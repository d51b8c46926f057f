//! `warden check`

use colored::*;
use std::time::Duration;
use warden_core::{SandboxEngine, ValidationOptions};

use crate::console::CliConsole;

pub fn execute(
    engine: &SandboxEngine,
    console: &CliConsole,
    command: &str,
    timeout: Option<Duration>,
    json: bool,
) -> anyhow::Result<i32> {
    let verdict = engine.validate_command(command, &ValidationOptions { timeout });

    if json {
        println!("{}", serde_json::to_string_pretty(&verdict)?);
    } else if verdict.allowed {
        console.success(&format!(
            "allowed: {}",
            verdict.sanitized_command.as_deref().unwrap_or_default()
        ));
        println!("  {} {}ms", "timeout:".dimmed(), verdict.timeout_ms());
    } else {
        console.error(&format!(
            "denied: {}",
            verdict.reason.as_deref().unwrap_or("no reason given")
        ));
    }

    Ok(if verdict.allowed { 0 } else { 1 })
}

● ● ● ●

Whenever the word "SandboxEngine" occurs in a line of the records, that line counts once; state the total alone.

2